Task requirements -
Among the entries below, determine how many lines contain the word "LinkStatus" and state only that figure.

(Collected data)
◆ ◆ ◆ ◆
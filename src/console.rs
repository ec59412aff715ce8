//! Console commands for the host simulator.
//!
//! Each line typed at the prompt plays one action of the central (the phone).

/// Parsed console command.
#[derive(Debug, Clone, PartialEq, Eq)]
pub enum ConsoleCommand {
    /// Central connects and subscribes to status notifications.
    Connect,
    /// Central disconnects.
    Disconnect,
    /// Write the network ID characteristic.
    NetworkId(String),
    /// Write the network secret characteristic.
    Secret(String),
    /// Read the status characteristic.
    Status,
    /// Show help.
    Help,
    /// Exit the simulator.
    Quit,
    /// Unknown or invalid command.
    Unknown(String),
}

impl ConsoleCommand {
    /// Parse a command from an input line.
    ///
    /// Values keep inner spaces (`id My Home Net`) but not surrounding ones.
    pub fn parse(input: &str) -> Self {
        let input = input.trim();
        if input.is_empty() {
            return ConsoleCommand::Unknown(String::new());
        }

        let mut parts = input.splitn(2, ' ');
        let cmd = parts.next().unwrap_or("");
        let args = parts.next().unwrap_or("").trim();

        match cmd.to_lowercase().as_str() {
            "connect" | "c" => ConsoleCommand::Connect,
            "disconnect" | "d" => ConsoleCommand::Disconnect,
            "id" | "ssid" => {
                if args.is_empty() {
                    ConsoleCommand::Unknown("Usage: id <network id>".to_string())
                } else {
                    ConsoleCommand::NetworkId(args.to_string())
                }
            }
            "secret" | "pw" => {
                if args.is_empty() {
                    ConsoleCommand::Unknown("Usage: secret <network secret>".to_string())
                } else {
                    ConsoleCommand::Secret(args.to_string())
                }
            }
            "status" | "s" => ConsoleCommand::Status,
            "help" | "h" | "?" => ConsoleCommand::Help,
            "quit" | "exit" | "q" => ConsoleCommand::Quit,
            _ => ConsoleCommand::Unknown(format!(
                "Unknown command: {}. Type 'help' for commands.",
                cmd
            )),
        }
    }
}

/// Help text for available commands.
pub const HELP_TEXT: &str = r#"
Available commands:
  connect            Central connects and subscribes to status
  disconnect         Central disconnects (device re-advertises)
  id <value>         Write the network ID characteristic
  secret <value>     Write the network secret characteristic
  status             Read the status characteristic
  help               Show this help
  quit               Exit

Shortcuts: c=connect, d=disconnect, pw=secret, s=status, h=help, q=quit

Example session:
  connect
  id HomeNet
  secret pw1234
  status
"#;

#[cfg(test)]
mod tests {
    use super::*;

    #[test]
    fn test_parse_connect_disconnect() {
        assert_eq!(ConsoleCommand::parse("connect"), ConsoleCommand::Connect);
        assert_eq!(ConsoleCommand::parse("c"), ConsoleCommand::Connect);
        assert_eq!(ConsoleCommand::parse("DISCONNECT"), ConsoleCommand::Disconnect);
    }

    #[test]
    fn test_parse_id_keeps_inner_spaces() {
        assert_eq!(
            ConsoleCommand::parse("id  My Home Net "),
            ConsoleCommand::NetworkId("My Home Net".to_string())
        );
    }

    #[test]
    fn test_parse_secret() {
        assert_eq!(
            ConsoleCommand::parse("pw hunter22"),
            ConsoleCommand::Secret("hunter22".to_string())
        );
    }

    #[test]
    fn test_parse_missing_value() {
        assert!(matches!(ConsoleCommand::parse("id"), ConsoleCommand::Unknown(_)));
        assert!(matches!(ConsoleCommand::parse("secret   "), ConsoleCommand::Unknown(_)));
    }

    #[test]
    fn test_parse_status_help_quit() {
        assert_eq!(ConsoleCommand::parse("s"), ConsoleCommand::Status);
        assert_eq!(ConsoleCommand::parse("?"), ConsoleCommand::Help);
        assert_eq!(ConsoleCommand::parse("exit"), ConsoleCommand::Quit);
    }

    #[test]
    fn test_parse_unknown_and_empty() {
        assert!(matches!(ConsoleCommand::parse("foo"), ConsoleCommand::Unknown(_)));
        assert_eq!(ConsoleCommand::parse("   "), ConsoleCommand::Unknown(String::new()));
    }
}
◆ ◆ ◆ ◆
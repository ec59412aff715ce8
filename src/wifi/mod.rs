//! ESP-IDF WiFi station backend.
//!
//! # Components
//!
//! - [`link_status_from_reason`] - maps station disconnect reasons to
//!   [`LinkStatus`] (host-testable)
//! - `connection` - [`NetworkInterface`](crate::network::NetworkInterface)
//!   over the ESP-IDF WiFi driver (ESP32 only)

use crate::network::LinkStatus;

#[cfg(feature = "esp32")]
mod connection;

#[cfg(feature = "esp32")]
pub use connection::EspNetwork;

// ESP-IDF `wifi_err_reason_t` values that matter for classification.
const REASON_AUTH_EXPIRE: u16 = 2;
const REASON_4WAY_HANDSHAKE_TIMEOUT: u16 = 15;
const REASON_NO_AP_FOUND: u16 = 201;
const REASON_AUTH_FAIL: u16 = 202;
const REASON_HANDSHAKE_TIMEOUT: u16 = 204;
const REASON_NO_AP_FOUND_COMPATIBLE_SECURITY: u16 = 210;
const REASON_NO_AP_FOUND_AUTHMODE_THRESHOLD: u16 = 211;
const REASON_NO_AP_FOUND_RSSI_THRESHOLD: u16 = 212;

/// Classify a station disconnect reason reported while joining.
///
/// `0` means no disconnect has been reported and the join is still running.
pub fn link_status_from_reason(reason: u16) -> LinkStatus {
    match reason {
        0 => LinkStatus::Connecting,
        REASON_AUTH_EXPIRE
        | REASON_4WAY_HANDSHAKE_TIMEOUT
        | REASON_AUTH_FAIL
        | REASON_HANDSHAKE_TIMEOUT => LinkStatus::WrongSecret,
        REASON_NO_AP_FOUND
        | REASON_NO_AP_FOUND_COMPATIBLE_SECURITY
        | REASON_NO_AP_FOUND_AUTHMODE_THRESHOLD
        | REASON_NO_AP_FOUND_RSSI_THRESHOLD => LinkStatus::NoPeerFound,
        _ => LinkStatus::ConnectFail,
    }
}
◆ ◆ ◆ ◆
Written solution -
7